Following its ratification by the necessary three-quarters of U.S. states, the 14th Amendment, guaranteeing to African Americans citizenship and all its privileges, is officially adopted into the U.S. Constitution.
Two years after the Civil War, the Reconstruction Acts of 1867 divided the South into five military districts, where new state governments, based on universal manhood suffrage, were to be established.
Thus, began the period known as Radical Reconstruction, which saw the 14th Amendment, which had been passed by Congress in 1866, ratified in July 1868.
The amendment resolved pre-Civil War questions of African American citizenship by stating that “all persons born or naturalized in the United States…are citizens of the United States and of the state in which they reside.”

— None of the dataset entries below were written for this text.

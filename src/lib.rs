//! Scripting adapter for host-managed flow files.
//!
//! Invariant: every stream wrapper handed to a script callback is flushed and
//! closed before the adapter call returns, on success and failure alike.
//!
//! # Public API Overview
//! - Wrap a host [`FlowFile`] and its [`ProcessSession`] in a [`SessionFile`].
//! - Read and tag attributes through the property bridge (`get_property`,
//!   `set_property`), where `size` and `attributes` are reserved read names.
//! - Stream content with the named operations (`write_stream`,
//!   `write_transform`, `write_text`, `append_with`, `read_with`, ...).
//! - Dispatch by name from a scripting layer via [`SessionFile::invoke_method`]
//!   and extend handles with a [`MethodTable`].

pub mod charset;
pub mod config;
pub mod error;
pub mod logging;
pub mod session_file;

/// Host contract types.
pub use flow_host::{Attributes, FlowFile, FlowFileId, ProcessSession, SessionError};

/// Character encodings and scoped text wrappers.
pub use crate::charset::{Charset, TextReader, TextWriter};
/// Environment configuration.
pub use crate::config::{EnvConfig, ReservedWritePolicy};
pub use crate::error::ScriptError;
/// Session file handle and its scripting surface.
pub use crate::session_file::{
    register_type_method, script_string, unregister_type_method, ArgKind, Method, MethodTable,
    Property, Rendered, ScriptArg, ScriptCallback, SessionFile, StreamArg, Writable,
    ATTRIBUTES_PROPERTY, SIZE_PROPERTY,
};

/// Dynamic value crossing the scripting boundary.
pub type ScriptValue = serde_json::Value;
#![allow(dead_code)]

use flow_host_mock::MockSession;
use flowfile_script::{Attributes, Charset, FlowFile, ScriptError};

pub const CSV_DATA: &str = "gender,title,first,last\nfemale,miss,marlene,shaw\nmale,mr,todd,graham";

/// Error type a script might use on top of the adapter's own errors.
#[derive(Debug)]
pub enum TestError {
    Script(ScriptError),
    Boom(&'static str),
}

impl From<ScriptError> for TestError {
    fn from(error: ScriptError) -> Self {
        Self::Script(error)
    }
}

pub fn utf8() -> Charset {
    Charset::for_label("UTF-8").expect("UTF-8 is always available")
}

pub fn charset(label: &str) -> Charset {
    Charset::for_label(label).expect("charset label should resolve")
}

pub fn attributes(pairs: &[(&str, &str)]) -> Attributes {
    pairs
        .iter()
        .map(|(key, value)| (key.to_string(), value.to_string()))
        .collect()
}

pub fn session_with(content: &str, pairs: &[(&str, &str)]) -> (MockSession, FlowFile) {
    let session = MockSession::new();
    let flow_file = session.create(content, attributes(pairs));
    (session, flow_file)
}
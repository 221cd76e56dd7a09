//! Client operator interface
//!
//! The solver never sees a concrete matrix type. It only needs the action of
//! the locally owned rows of A on a vector covering owned and ghost dofs.

/// Local matrix-vector product supplied by the client
pub trait MatrixAction {
    /// Compute the owned rows of `A·v`
    ///
    /// `v` has one entry per local dof (owned dofs first, then ghosts) and
    /// ghost entries already hold their owners' values. `out` has one entry
    /// per owned row and must be fully overwritten.
    fn apply(&self, v: &[f64], out: &mut [f64]);
}

impl<F> MatrixAction for F
where
    F: Fn(&[f64], &mut [f64]),
{
    fn apply(&self, v: &[f64], out: &mut [f64]) {
        self(v, out)
    }
}
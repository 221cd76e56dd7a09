//! Gather-scatter over shared global ids
//!
//! Each round of the recursive doubling swaps the `(gid, value)` pairs known
//! so far with the partner across one hypercube edge and merges them by id.
//! After `dim` rounds every process of the sub-cube holds, for each id it
//! references, the combination of all contributions in that sub-cube.
//!
//! Once `restrict_to_shared` has run, only ids referenced by more than one
//! process travel; the rest are combined locally.

use hashbrown::HashMap;
use xxt_core::{validate_vector_len, GatherScatter, Hypercube, ReduceOp, Result, SubCube, XxtError};

/// Gather-scatter handle built from a `local2global` map
#[derive(Debug, Clone, PartialEq, Eq)]
pub struct GsHandle {
    /// Unique ids in order of first appearance
    gids: Vec<u64>,
    /// Unique-id slot of every local entry
    slots: Vec<usize>,
    /// Whether a unique id may be referenced by another process
    shared: Vec<bool>,
}

impl GsHandle {
    /// Build the handle, merging local duplicates of the same id
    pub fn new(local2global: &[u64]) -> Self {
        let mut index: HashMap<u64, usize> = HashMap::with_capacity(local2global.len());
        let mut gids = Vec::new();
        let slots = local2global
            .iter()
            .map(|&gid| {
                *index.entry(gid).or_insert_with(|| {
                    gids.push(gid);
                    gids.len() - 1
                })
            })
            .collect();
        let shared = vec![true; gids.len()];

        Self {
            gids,
            slots,
            shared,
        }
    }

    /// Number of distinct ids referenced locally
    pub fn unique_len(&self) -> usize {
        self.gids.len()
    }

    /// Number of distinct ids exchanged with other processes
    pub fn shared_len(&self) -> usize {
        self.shared.iter().filter(|&&shared| shared).count()
    }

    /// Find the ids referenced by more than one process of `cube`
    ///
    /// Collective over `cube`. Later `gop` calls over `cube` or any of its
    /// sub-cubes exchange only those ids.
    pub fn restrict_to_shared<C: Hypercube>(&mut self, comm: &C, cube: SubCube) -> Result<usize> {
        let mut counts: HashMap<u64, f64> = self.gids.iter().map(|&gid| (gid, 1.0)).collect();
        merge_across(comm, &mut counts, ReduceOp::Sum, cube)?;

        for (shared, gid) in self.shared.iter_mut().zip(&self.gids) {
            *shared = counts.get(gid).is_some_and(|&count| count > 1.5);
        }
        Ok(self.shared_len())
    }

    /// Combine local duplicates into one value per unique id
    fn combine_local(&self, vals: &[f64], op: ReduceOp) -> Vec<f64> {
        let mut seen = vec![false; self.gids.len()];
        let mut local = vec![0.0; self.gids.len()];
        for (&slot, &value) in self.slots.iter().zip(vals) {
            local[slot] = if seen[slot] {
                op.combine(local[slot], value)
            } else {
                seen[slot] = true;
                value
            };
        }
        local
    }
}

impl GatherScatter for GsHandle {
    fn len(&self) -> usize {
        self.slots.len()
    }

    fn gop<C: Hypercube>(
        &self,
        comm: &C,
        vals: &mut [f64],
        op: ReduceOp,
        cube: SubCube,
    ) -> Result<()> {
        validate_vector_len(self.len(), vals.len())?;

        let local = self.combine_local(vals, op);
        let mut known: HashMap<u64, f64> = self
            .gids
            .iter()
            .zip(&local)
            .zip(&self.shared)
            .filter(|&(_, &shared)| shared)
            .map(|((&gid, &value), _)| (gid, value))
            .collect();
        merge_across(comm, &mut known, op, cube)?;

        for (val, &slot) in vals.iter_mut().zip(&self.slots) {
            *val = if self.shared[slot] {
                known.get(&self.gids[slot]).copied().unwrap_or(local[slot])
            } else {
                local[slot]
            };
        }
        Ok(())
    }
}

/// Recursive doubling over `cube`, merging partner pairs by id
fn merge_across<C: Hypercube>(
    comm: &C,
    known: &mut HashMap<u64, f64>,
    op: ReduceOp,
    cube: SubCube,
) -> Result<()> {
    for edge in 0..cube.dim() {
        let partner = SubCube::partner(comm.rank(), edge);
        let (ids, values): (Vec<u64>, Vec<f64>) = known.iter().map(|(&g, &v)| (g, v)).unzip();

        let their_ids = comm.exchange(partner, &ids)?;
        let their_values = comm.exchange(partner, &values)?;
        if their_ids.len() != their_values.len() {
            return Err(XxtError::MessageLength {
                expected: their_ids.len(),
                actual: their_values.len(),
            });
        }

        for (gid, value) in their_ids.into_iter().zip(their_values) {
            known
                .entry(gid)
                .and_modify(|mine| *mine = op.combine(*mine, value))
                .or_insert(value);
        }
    }
    Ok(())
}
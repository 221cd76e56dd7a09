//! Applying the factorization
//!
//! `x = X·(Xᵗ·b)`: local window dots, a segmented sum that widens by one
//! hypercube dimension per separator level, then a local accumulation.

use xxt_core::{validate_vector_len, FactorStore, Hypercube, Result, SubCube};

/// Overwrite `x` (holding b on entry) with `X·Xᵗ·b`
///
/// `uu` is scratch space with one entry per stored column. Collective over
/// `cube`, which must be the cube the factor was generated on.
pub fn solve_in_place<C: Hypercube>(
    comm: &C,
    store: &FactorStore,
    cube: SubCube,
    uu: &mut [f64],
    x: &mut [f64],
) -> Result<()> {
    validate_vector_len(store.rows(), x.len())?;
    validate_vector_len(store.num_columns(), uu.len())?;

    store.project(x, uu)?;
    if cube.dim() > 0 {
        comm.segmented_sum(uu, store.stages(), cube)?;
    }

    x.fill(0.0);
    store.accumulate(uu, x)
}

The amendment then reaffirmed the privileges and rights of all citizens, and granted all these citizens the “equal protection of the laws.”In the decades after its adoption, the equal protection clause was cited by a number of African American activists who argued that racial segregation denied them the equal protection of law.
However, in 1896, the U.S. Supreme Court ruled in Plessy v. Ferguson that states could constitutionally provide segregated facilities for African Americans, so long as they were equal to those afforded white persons. The Plessy v. Ferguson decision, which announced federal toleration of the so-called “separate but equal” doctrine, was eventually used to justify segregating all public facilities, including railroad cars, restaurants, hospitals, and schools.
However, “colored” facilities were never equal to their white counterparts, and African Americans suffered through decades of debilitating discrimination in the South and elsewhere.
In 1954, Plessy v. Ferguson was finally struck down by the Supreme Court in its ruling in Brown v. Board of Education of Topeka.